Lo Stato federale del Burgenland, con capitale Eisenstadt, si trova nella parte orientale dell 'Austria. Confina con la Slovacchia a nord, con l'Ungheria a est, con la Slovenia per pochi chilometri a sud e con le due province austriache della Bassa Austria e della Stiria a ovest. La viticoltura riveste qui una grande importanza da due millenni e mezzo, come sottolinea il detto "Extra Pannoniam non es vita; si est vita, non est ita" (Fuori dalla Pannonia non si può vivere; se si può vivere, allora non come qui), che deriva dallo storico Johannes Aventinus (1477-1534).

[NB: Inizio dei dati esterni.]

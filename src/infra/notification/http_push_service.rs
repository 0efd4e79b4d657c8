use crate::domain::models::appointment::Appointment;
use crate::domain::ports::NotificationService;
use crate::error::AppError;
use async_trait::async_trait;
use reqwest::Client;
use serde::Serialize;
use tracing::error;

/// Delivers booking confirmations to the external push gateway. Callers
/// treat delivery as fire-and-forget; errors are surfaced for logging only.
pub struct HttpPushService {
    client: Client,
    api_url: String,
    api_key: String,
}

impl HttpPushService {
    pub fn new(api_url: String, api_key: String) -> Self {
        Self {
            client: Client::new(),
            api_url,
            api_key,
        }
    }
}

#[derive(Serialize)]
struct PushPayload {
    venue_id: String,
    appointment_id: String,
    title: String,
    body: String,
}

#[async_trait]
impl NotificationService for HttpPushService {
    async fn send_confirmation(&self, appointment: &Appointment) -> Result<(), AppError> {
        let payload = PushPayload {
            venue_id: appointment.venue_id.clone(),
            appointment_id: appointment.id.clone(),
            title: "Appointment confirmed".to_string(),
            body: format!(
                "{} booked {}",
                appointment.customer_name,
                appointment.start_time.format("%Y-%m-%d %H:%M")
            ),
        };

        let res = self.client.post(&self.api_url)
            .header("Authorization", format!("Bearer {}", self.api_key))
            .json(&payload)
            .send()
            .await
            .map_err(|e| {
                let msg = format!("Push service connection error: {}", e);
                error!("{}", msg);
                AppError::InternalWithMsg(msg)
            })?;

        if !res.status().is_success() {
            let status = res.status();
            let text = res.text().await.unwrap_or_default();
            let msg = format!("Push service failed. Status: {}, Body: {}", status, text);
            error!("{}", msg);
            return Err(AppError::InternalWithMsg(msg));
        }

        Ok(())
    }
}
use crate::domain::{models::appointment::Appointment, ports::AppointmentRepository};
use crate::error::AppError;
use async_trait::async_trait;
use sqlx::SqlitePool;
use chrono::NaiveDateTime;

pub struct SqliteAppointmentRepo {
    pool: SqlitePool,
}

impl SqliteAppointmentRepo {
    pub fn new(pool: SqlitePool) -> Self {
        Self { pool }
    }
}

#[async_trait]
impl AppointmentRepository for SqliteAppointmentRepo {
    async fn create(&self, appointment: &Appointment) -> Result<Appointment, AppError> {
        sqlx::query_as::<_, Appointment>(
            "INSERT INTO appointments (id, venue_id, professional_id, customer_id, services_json, start_time, end_time, total_price, customer_name, customer_phone, status, recurrence_id, recurrence_type, created_at)
             VALUES (?, ?, ?, ?, ?, ?, ?, ?, ?, ?, ?, ?, ?, ?)
             RETURNING *"
        )
            .bind(&appointment.id).bind(&appointment.venue_id).bind(&appointment.professional_id).bind(&appointment.customer_id)
            .bind(&appointment.services_json).bind(appointment.start_time).bind(appointment.end_time).bind(appointment.total_price)
            .bind(&appointment.customer_name).bind(&appointment.customer_phone).bind(&appointment.status)
            .bind(&appointment.recurrence_id).bind(&appointment.recurrence_type).bind(appointment.created_at)
            .fetch_one(&self.pool).await.map_err(AppError::Database)
    }

    async fn find_by_id(&self, venue_id: &str, id: &str) -> Result<Option<Appointment>, AppError> {
        sqlx::query_as::<_, Appointment>("SELECT * FROM appointments WHERE venue_id = ? AND id = ?")
            .bind(venue_id).bind(id)
            .fetch_optional(&self.pool).await.map_err(AppError::Database)
    }

    async fn list_for_professional(
        &self,
        venue_id: &str,
        professional_id: &str,
        start: NaiveDateTime,
        end: NaiveDateTime,
    ) -> Result<Vec<Appointment>, AppError> {
        sqlx::query_as::<_, Appointment>(
            "SELECT * FROM appointments WHERE venue_id = ? AND professional_id = ? AND start_time < ? AND end_time > ? AND status != 'CANCELLED'"
        )
            .bind(venue_id).bind(professional_id).bind(end).bind(start)
            .fetch_all(&self.pool).await.map_err(AppError::Database)
    }

    async fn list_by_phone(&self, venue_id: &str, phone: &str) -> Result<Vec<Appointment>, AppError> {
        sqlx::query_as::<_, Appointment>(
            "SELECT * FROM appointments
             WHERE venue_id = ? AND (customer_phone = ? OR REPLACE(REPLACE(REPLACE(REPLACE(REPLACE(customer_phone, '(', ''), ')', ''), '-', ''), ' ', ''), '+', '') = ?)
               AND status != 'COMPLETED'
             ORDER BY start_time ASC"
        )
            .bind(venue_id).bind(phone).bind(phone)
            .fetch_all(&self.pool).await.map_err(AppError::Database)
    }

    async fn delete(&self, venue_id: &str, id: &str) -> Result<(), AppError> {
        let result = sqlx::query("DELETE FROM appointments WHERE venue_id = ? AND id = ?")
            .bind(venue_id).bind(id)
            .execute(&self.pool).await.map_err(AppError::Database)?;
        if result.rows_affected() == 0 {
            return Err(AppError::NotFound("Appointment not found".into()));
        }
        Ok(())
    }

    async fn delete_series_from(
        &self,
        venue_id: &str,
        recurrence_id: &str,
        from: NaiveDateTime,
    ) -> Result<u64, AppError> {
        let result = sqlx::query(
            "DELETE FROM appointments WHERE venue_id = ? AND recurrence_id = ? AND start_time >= ?"
        )
            .bind(venue_id).bind(recurrence_id).bind(from)
            .execute(&self.pool).await.map_err(AppError::Database)?;
        Ok(result.rows_affected())
    }
}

Insieme a Stillfried, nel Weinviertel, Zagersdorf è una delle più antiche comunità vinicole dell'Austria, poiché i semi della vite coltivata Vitis vinifera sono stati scoperti in un tumulo celtico del periodo di Hallstatt, intorno al 700 a.C..

La storia

Nel I secolo a.C., i Romani penetrarono fino al Danubio e fondarono la provincia di Pannonia (paesaggio storico dell'Ungheria occidentale, che comprendeva l'attuale Burgenland, divenuto parte dell'Austria solo nel 1920). Una nuova cultura del vino si formò quando l'imperatore Marco Aurelio Probo (232-282) abolì il divieto di piantare la vite. A quel tempo, i legionari romani avevano diritto a tre misure di vino a testa al giorno. Nel 433 d.C., il re unno Attila conquistò la provincia di Pannonia. Il tumulto della migrazione dei popoli ebbe un effetto molto negativo sulla viticoltura. L'imperatore Carlo Magno (742-814) avviò una ricostruzione. Tra le altre cose, furono introdotte varietà più nobili della Franconia e fu permesso di servire nelle taverne il vino proveniente dai loro vigneti.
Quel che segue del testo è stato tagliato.